與刁亦男合作過《白日焰火》的廖凡也參演了《南方車站的聚會》,他有些驚訝,這部作品會呈現出與以往如此不同的風格:之前的故事更為完整,情節的解扣、人物的描摹更容易讓觀眾過癮,可這一次,刁亦男用更意向化的方式強調視覺沖擊感,人物的內心往往直接用環境的描繪傳達。在廖凡看來,這要求演員去尋找“如何在其中鋪開”的方式,空間更大,表演也更求精準。

對過往作品大部分是電視劇的胡歌而言,他必須用十二分的敏銳來迅速摸索更合適的表演方式。電視劇勝在容量,可以把人物建立起來后慢慢鋪墊,“哪怕有幾場戲不對,你也有足夠的空間來補救。但電影不行,每一幀你都必須在人物里,哪怕一個鏡頭跳出來,也會非常明顯。”這次的臺詞也被擺到了一個相對次要的位置上,有時拍上十天半個月都沒有幾句,他意識到,電視劇慣有的宏大臺詞量讓他的準備習慣有所偏頗,“以前拿到劇本做的第一件事就是把臺詞拿下來。但往往我把臺詞看得太重要了,以至于很多時候在演臺詞,而不是演人物。”

他試著盡可能在表演中減少技巧的成分,“我不能完全做到不露痕跡,但只要出現一點那種感覺,導演馬上就能看出來。”眨眼是一次還是兩次有分別,呼吸起伏是強是弱也有分別,這種“用放大鏡式的”苛求方法讓他時刻緊繃著神經,“非常好,以前很難有那么高的要求,逼著我往人物的內心去走。”

第一次圍讀劇本用了近三小時,胡歌看到刁亦男默默流下的眼淚,心里暗自慚愧,“我為什么沒有被這樣感動?”后來他總是說刁亦男的“任性”,“導演一旦進入創作的狀態就會完全變成另一個人,任何事情都不會影響到他,他為了達到心中想要呈現的效果,是不計成本、不問代價的。”

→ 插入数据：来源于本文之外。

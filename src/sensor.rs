//! The sensor overlap engine (§4.6): a double-buffered per-sensor diff that turns parallel
//! broad-phase queries plus CCD-discovered mid-step hits into deterministic begin/end touch
//! events, regardless of how many workers ran the query phase.

use crate::aabb::Aabb;
use crate::config::SENSOR_TOUCH_EPSILON_SCALE;
use crate::events::{SensorBeginTouchEvent, SensorEndTouchEvent, StepEvents};
use crate::external::{BroadPhase, CustomFilter, ShapeDistanceQuery, TreeKind};
use crate::handle::ShapeId;
use crate::math::{Real, Transform2};

/// A shape reference recorded by a sensor ("Visitor"). [`ShapeId`] already carries
/// `{index, world, generation}` (§6), so a visitor is exactly that value — no separate
/// `{shapeId, generation}` wrapper type is needed.
pub type Visitor = ShapeId;

/// `{sensorId, visitorId}` (§3), produced mid-step by CCD (§4.5) and absorbed into a sensor's
/// scratch overlap set before that sensor's own broad-phase query runs (§4.6 step 2).
#[derive(Copy, Clone, Debug)]
pub struct SensorHit {
    pub sensor_index: usize,
    pub visitor: Visitor,
}

/// One sensor's double-buffered overlap state (§3). `overlaps1` holds the previous step's
/// sorted, deduped set between steps (§3 invariant 5); `overlaps2` is scratch filled out during
/// the current step's query.
pub struct Sensor {
    pub shape: ShapeId,
    pub aabb: Aabb,
    pub mask_bits: u32,
    /// Sensor body disabled, or sensor events turned off for this sensor (§4.6 step 3).
    pub disabled: bool,
    overlaps1: Vec<Visitor>,
    overlaps2: Vec<Visitor>,
    hits: Vec<Visitor>,
}

impl Sensor {
    pub fn new(shape: ShapeId, aabb: Aabb, mask_bits: u32) -> Self {
        Self {
            shape,
            aabb,
            mask_bits,
            disabled: false,
            overlaps1: Vec::new(),
            overlaps2: Vec::new(),
            hits: Vec::new(),
        }
    }

    /// Records a CCD-discovered mid-step hit (§4.5 "for every sensor hit ... append to the
    /// worker's sensorHits output buffer") for absorption on this sensor's next query pass.
    pub fn push_hit(&mut self, visitor: Visitor) {
        self.hits.push(visitor);
    }

    /// The current, previous-step overlap set (§3 invariant 5: sorted ascending, deduped).
    pub fn overlaps(&self) -> &[Visitor] {
        &self.overlaps1
    }

    /// All entries of the in-progress scratch set, used by [`destroy`] to flush ends when a
    /// sensor is removed mid-lifecycle (§4.6 "On sensor destruction").
    pub fn pending_overlaps(&self) -> &[Visitor] {
        &self.overlaps2
    }
}

fn sort_key(v: &Visitor) -> (u32, u32) {
    (v.raw_index(), v.generation)
}

/// Runs §4.6 steps 1–6 for one sensor: swap buffers, absorb CCD hits, broad-phase query,
/// sort+dedup, and diff against the previous step's set. Returns whether the overlap set
/// changed — event *emission* happens later, serially, via [`emit_events`] (§4.6 "Event
/// emission"), after every worker's sensors have been queried and diff bits unioned (§5).
#[allow(clippy::too_many_arguments)]
pub fn query_sensor(
    sensor: &mut Sensor,
    broad_phase: &impl BroadPhase,
    shape_distance: &impl ShapeDistanceQuery,
    transform_of: &impl Fn(ShapeId) -> Transform2,
    same_body: &impl Fn(ShapeId, ShapeId) -> bool,
    sensor_enabled_on: &impl Fn(ShapeId) -> bool,
    collision_filter: &impl Fn(ShapeId, ShapeId) -> bool,
    custom_filter: Option<&CustomFilter<'_>>,
) -> bool {
    std::mem::swap(&mut sensor.overlaps1, &mut sensor.overlaps2);
    sensor.overlaps2.clear();
    sensor.overlaps2.append(&mut sensor.hits);

    if sensor.disabled {
        // Flush every former overlap as an end next time events are emitted (§4.6 step 3);
        // `overlaps2` is left empty (no query ran), so the merge below naturally emits only
        // ends.
        sensor.overlaps2.clear();
        return true;
    }

    let xf_sensor = transform_of(sensor.shape);
    let mut candidates = Vec::new();
    for tree in [TreeKind::Static, TreeKind::Kinematic, TreeKind::Dynamic] {
        broad_phase.query(tree, sensor.aabb, sensor.mask_bits, &mut |candidate| {
            if candidate == sensor.shape
                || !sensor_enabled_on(candidate)
                || same_body(sensor.shape, candidate)
                || !collision_filter(sensor.shape, candidate)
            {
                return true;
            }
            if let Some(filter) = custom_filter {
                if !filter(sensor.shape, candidate) {
                    return true;
                }
            }
            candidates.push(candidate);
            true
        });
    }

    let touch_epsilon = SENSOR_TOUCH_EPSILON_SCALE * Real::EPSILON;
    for candidate in candidates {
        let xf_candidate = transform_of(candidate);
        let distance = shape_distance.shape_distance(sensor.shape, xf_sensor, candidate, xf_candidate);
        if distance < touch_epsilon {
            sensor.overlaps2.push(candidate);
        }
    }

    sensor.overlaps2.sort_unstable_by_key(sort_key);
    sensor.overlaps2.dedup_by_key(|v| sort_key(v));

    sensor.overlaps1.len() != sensor.overlaps2.len()
        || sensor
            .overlaps1
            .iter()
            .zip(sensor.overlaps2.iter())
            .any(|(a, b)| a != b)
}

/// The classic sorted-merge diff (§4.6 "Event emission"), run serially after every dirty
/// sensor's `overlaps1`/`overlaps2` are final. `old` is the previous step's set, `new` is this
/// step's.
pub fn emit_events(sensor_shape: ShapeId, old: &[Visitor], new: &[Visitor], events: &mut StepEvents) {
    let (mut i, mut j) = (0usize, 0usize);
    while i < old.len() && j < new.len() {
        let a = old[i];
        let b = new[j];
        match a.raw_index().cmp(&b.raw_index()) {
            std::cmp::Ordering::Equal => match a.generation.cmp(&b.generation) {
                std::cmp::Ordering::Less => {
                    // The old visitor's slot was destroyed and reused by a newer shape;
                    // the stale reference must still be flushed as an end.
                    events.sensor_end_events.push(SensorEndTouchEvent {
                        sensor_shape,
                        visitor_shape: a,
                    });
                    i += 1;
                }
                std::cmp::Ordering::Greater => {
                    events.sensor_begin_events.push(SensorBeginTouchEvent {
                        sensor_shape,
                        visitor_shape: b,
                    });
                    j += 1;
                }
                std::cmp::Ordering::Equal => {
                    i += 1;
                    j += 1;
                }
            },
            std::cmp::Ordering::Less => {
                events.sensor_end_events.push(SensorEndTouchEvent {
                    sensor_shape,
                    visitor_shape: a,
                });
                i += 1;
            }
            std::cmp::Ordering::Greater => {
                events.sensor_begin_events.push(SensorBeginTouchEvent {
                    sensor_shape,
                    visitor_shape: b,
                });
                j += 1;
            }
        }
    }
    for &a in &old[i..] {
        events.sensor_end_events.push(SensorEndTouchEvent {
            sensor_shape,
            visitor_shape: a,
        });
    }
    for &b in &new[j..] {
        events.sensor_begin_events.push(SensorBeginTouchEvent {
            sensor_shape,
            visitor_shape: b,
        });
    }
}

/// Emits end events for every entry still pending on a sensor that is about to be destroyed
/// (§4.6 "On sensor destruction"). `RemoveSwap`-ing the sensor out of its owning list and fixing
/// up the moved sensor's shape's `sensorIndex` is storage bookkeeping external to this crate
/// (§1).
pub fn destroy(sensor: &Sensor, events: &mut StepEvents) {
    for &visitor in sensor.pending_overlaps() {
        events.sensor_end_events.push(SensorEndTouchEvent {
            sensor_shape: sensor.shape,
            visitor_shape: visitor,
        });
    }
}

#[cfg(test)]
mod tests {
    use super::*;

    fn shape(raw_index: u32, generation: u32) -> ShapeId {
        ShapeId::new(raw_index, 0, generation)
    }

    #[test]
    fn emit_events_reports_begins_for_new_and_ends_for_dropped() {
        let mut events = StepEvents::default();
        let old = vec![shape(1, 1), shape(3, 1)];
        let new = vec![shape(2, 1), shape(3, 1)];
        emit_events(shape(99, 1), &old, &new, &mut events);
        assert_eq!(events.sensor_end_events.len(), 1);
        assert_eq!(events.sensor_end_events[0].visitor_shape, shape(1, 1));
        assert_eq!(events.sensor_begin_events.len(), 1);
        assert_eq!(events.sensor_begin_events[0].visitor_shape, shape(2, 1));
    }

    #[test]
    fn emit_events_flushes_a_destroyed_and_reused_slot_as_end_then_begin() {
        let mut events = StepEvents::default();
        let old = vec![shape(5, 1)];
        let new = vec![shape(5, 2)]; // same raw index, newer generation: slot was reused
        emit_events(shape(99, 1), &old, &new, &mut events);
        assert_eq!(events.sensor_end_events.len(), 1);
        assert_eq!(events.sensor_end_events[0].visitor_shape, shape(5, 1));
        assert_eq!(events.sensor_begin_events.len(), 1);
        assert_eq!(events.sensor_begin_events[0].visitor_shape, shape(5, 2));
    }

    #[test]
    fn emit_events_emits_nothing_for_an_unchanged_set() {
        let mut events = StepEvents::default();
        let set = vec![shape(1, 1), shape(2, 1)];
        emit_events(shape(99, 1), &set, &set, &mut events);
        assert!(events.sensor_begin_events.is_empty());
        assert!(events.sensor_end_events.is_empty());
    }

    #[test]
    fn destroy_flushes_every_pending_overlap_as_an_end() {
        let mut sensor = Sensor::new(shape(0, 1), Aabb::new(crate::math::Vec2::zeros(), crate::math::Vec2::zeros()), 0);
        sensor.overlaps2 = vec![shape(1, 1), shape(2, 1)];
        let mut events = StepEvents::default();
        destroy(&sensor, &mut events);
        assert_eq!(events.sensor_end_events.len(), 2);
    }

    #[test]
    fn query_sensor_dedups_a_ccd_hit_that_duplicates_a_query_hit() {
        struct NoopBroadPhase;
        impl BroadPhase for NoopBroadPhase {
            fn query(&self, _tree: TreeKind, _aabb: Aabb, _mask_bits: u32, callback: &mut dyn FnMut(ShapeId) -> bool) {
                callback(shape(7, 1));
            }
            fn enlarge_proxy(&mut self, _shape: ShapeId, _aabb: Aabb) {}
            fn buffer_move(&mut self, _shape: ShapeId) {}
        }
        struct ZeroDistance;
        impl ShapeDistanceQuery for ZeroDistance {
            fn shape_distance(&self, _a: ShapeId, _xa: Transform2, _b: ShapeId, _xb: Transform2) -> Real {
                0.0
            }
        }

        let mut sensor = Sensor::new(shape(0, 1), Aabb::new(crate::math::Vec2::zeros(), crate::math::Vec2::zeros()), u32::MAX);
        sensor.push_hit(shape(7, 1));

        let changed = query_sensor(
            &mut sensor,
            &NoopBroadPhase,
            &ZeroDistance,
            &|_| Transform2::identity(),
            &|_, _| false,
            &|_| true,
            &|_, _| true,
            None,
        );

        assert!(changed);
        assert_eq!(sensor.overlaps().len(), 1);
    }
}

這也讓他更渴望掏出一些不同的東西來。進組第一個月還是準備期,尚未開機,心理壓力加上對環境的陌生,胡歌已經在一種無所適從中徘徊。其間他得了一次腸胃炎,加上發燒,折騰了一個星期才平息下去,“吃了藥也沒用,可能是精神性的。”之間導演問他,最近感覺如何?他回答,好,也不好。

“這些負面的情緒或者說身體上的不適,我都留著,因為它們讓我更接近角色。一個逃犯,戲里幾乎90%的狀態都是不安和焦躁,我沒有必要把自己調整到一個自信滿滿和舒服的狀態,不舒服才是對的。”